Das geht auf Kosten von Sorgfalt und Seriosität. Dies notabene ohne Not, wie oben erwähnte Studien beweisen: Die Schweiz verfügt aktuell nicht nur über genügend Energie, sie hat darüber hinaus ein grosses Energiespar-Potenzial. Dies muss erst einmal ausgeschöpft werden, bevor man dem Ausbau von Energie-Infrastruktur hemmungslos Tür und Tor öffnet. Es braucht ein griffiges Gesetz, das auch der Erkenntnis Rechnung trägt, dass Energieressourcen sorgfältig und nachhaltig genutzt werden müssen.

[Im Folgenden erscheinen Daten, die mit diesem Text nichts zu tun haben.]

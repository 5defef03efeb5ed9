//! Port Interfaces
//!
//! Defines the interfaces (ports) for external systems following
//! the Hexagonal Architecture pattern. These are the contracts that
//! infrastructure adapters must implement.
//!
//! ## Driven Ports (Outbound)
//!
//! - `CatalogSource`: list of currently tradable instruments
//! - `SubscriberRepository`: durable subscriber subscription state
//! - `FeedControl`: subscribe requests to the upstream feed
//!
//! ## Driver Ports (Inbound)
//!
//! - `IdentityResolver`: maps a session credential to a subscriber identity

use async_trait::async_trait;

use crate::domain::subscriber::{SubscriberId, SubscriberState};
use crate::domain::symbols::Symbol;

// =============================================================================
// Catalog
// =============================================================================

/// Errors from the instrument catalog.
#[derive(Debug, thiserror::Error)]
pub enum CatalogError {
    /// The catalog could not be reached.
    #[error("catalog request failed: {0}")]
    Request(String),

    /// The catalog answered with something other than an instrument list.
    #[error("malformed catalog response: {0}")]
    Malformed(String),
}

/// Source of tradable symbol names.
#[async_trait]
pub trait CatalogSource: Send + Sync {
    /// Fetch every currently tradable symbol.
    async fn fetch_symbols(&self) -> Result<Vec<Symbol>, CatalogError>;
}

// =============================================================================
// Persistence
// =============================================================================

/// Errors from the subscriber repository.
#[derive(Debug, thiserror::Error)]
pub enum RepositoryError {
    /// No state exists for the subscriber.
    #[error("subscriber {0} not found")]
    NotFound(SubscriberId),

    /// The backing store failed.
    #[error("subscriber store unavailable: {0}")]
    Unavailable(String),
}

/// Durable store of subscriber subscription state.
#[async_trait]
pub trait SubscriberRepository: Send + Sync {
    /// Load one subscriber's state.
    async fn get(&self, subscriber: SubscriberId) -> Result<SubscriberState, RepositoryError>;

    /// Load every subscriber's state.
    async fn get_all(&self) -> Result<Vec<SubscriberState>, RepositoryError>;

    /// Store a subscriber's state.
    async fn update(&self, state: &SubscriberState) -> Result<(), RepositoryError>;
}

// =============================================================================
// Feed Control
// =============================================================================

/// Errors from the feed control channel.
#[derive(Debug, Clone, thiserror::Error)]
pub enum FeedControlError {
    /// The feed connector is no longer running.
    #[error("feed connector stopped")]
    Closed,
}

/// Control channel to the upstream feed connector.
#[async_trait]
pub trait FeedControl: Send + Sync {
    /// Ask the feed to start streaming trades for the given symbols.
    async fn subscribe(&self, symbols: &[Symbol]) -> Result<(), FeedControlError>;
}

// =============================================================================
// Identity
// =============================================================================

/// Errors resolving a subscriber identity.
#[derive(Debug, Clone, PartialEq, Eq, thiserror::Error)]
pub enum IdentityError {
    /// No credential was presented.
    #[error("missing credential")]
    MissingCredential,

    /// The credential was not accepted.
    #[error("invalid credential")]
    InvalidCredential,
}

/// Resolves a session credential to a subscriber identity.
pub trait IdentityResolver: Send + Sync {
    /// Resolve a bearer credential.
    ///
    /// # Errors
    ///
    /// Returns [`IdentityError::InvalidCredential`] if the credential is not
    /// accepted.
    fn resolve(&self, credential: &str) -> Result<SubscriberId, IdentityError>;
}
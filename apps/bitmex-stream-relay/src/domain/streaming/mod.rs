//! Trade Event Types
//!
//! The canonical internal representation of one executed trade, decoded
//! from the upstream feed and delivered to subscribers. Wire-format types
//! for the feed live in `infrastructure::bitmex::messages`.

use std::sync::Arc;

use chrono::{DateTime, Utc};
use rust_decimal::Decimal;
use serde::{Deserialize, Serialize};

use crate::domain::symbols::Symbol;

/// Serialized delivery frame, shared by every connection it is routed to.
pub type DeliveryFrame = Arc<str>;

/// Aggressor side of a trade.
#[derive(Debug, Clone, Copy, PartialEq, Eq, Serialize, Deserialize)]
pub enum TradeSide {
    /// Buyer-initiated trade.
    Buy,
    /// Seller-initiated trade.
    Sell,
}

/// One decoded price update for a symbol.
///
/// Serialized as the subscriber delivery frame:
///
/// ```json
/// {"symbol":"XBTUSD","price":50000.0,"timestamp":"2024-01-01T00:00:00Z"}
/// ```
#[derive(Debug, Clone, PartialEq, Eq, Serialize, Deserialize)]
pub struct TradeEvent {
    /// Traded instrument.
    pub symbol: Symbol,
    /// Execution price.
    #[serde(with = "rust_decimal::serde::float")]
    pub price: Decimal,
    /// Execution time reported by the exchange.
    pub timestamp: DateTime<Utc>,
    /// Aggressor side, when the feed reports it.
    #[serde(default, skip_serializing_if = "Option::is_none")]
    pub side: Option<TradeSide>,
    /// Contract quantity, when the feed reports it.
    #[serde(default, skip_serializing_if = "Option::is_none")]
    pub size: Option<u64>,
    /// Exchange-assigned match identifier, when the feed reports it.
    #[serde(
        rename = "tradeId",
        default,
        skip_serializing_if = "Option::is_none"
    )]
    pub trade_id: Option<String>,
}

impl TradeEvent {
    /// Create a trade event without side or size.
    #[must_use]
    pub fn new(symbol: impl Into<Symbol>, price: Decimal, timestamp: DateTime<Utc>) -> Self {
        Self {
            symbol: symbol.into(),
            price,
            timestamp,
            side: None,
            size: None,
            trade_id: None,
        }
    }

    /// Serialize into a delivery frame.
    ///
    /// # Errors
    ///
    /// Returns an error if the price cannot be represented as a JSON number.
    pub fn to_frame(&self) -> Result<DeliveryFrame, serde_json::Error> {
        serde_json::to_string(self).map(DeliveryFrame::from)
    }
}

Ein NEIN am 9. Juni wird die Politiker:innen – und auch die Umweltverbände – zwingen, das Ganze neu aufzugleisen. Die Umweltorganisationen sollen ihre Aufgaben erfüllen und dürfen nicht Hand zu faulen Kompromissen mit den Elektroturbos bieten. Damit die Parole «Strom im Einklang mit der Natur» nicht bloss eine leere Worthülse bleibt, sondern tatsächlich umgesetzt wird.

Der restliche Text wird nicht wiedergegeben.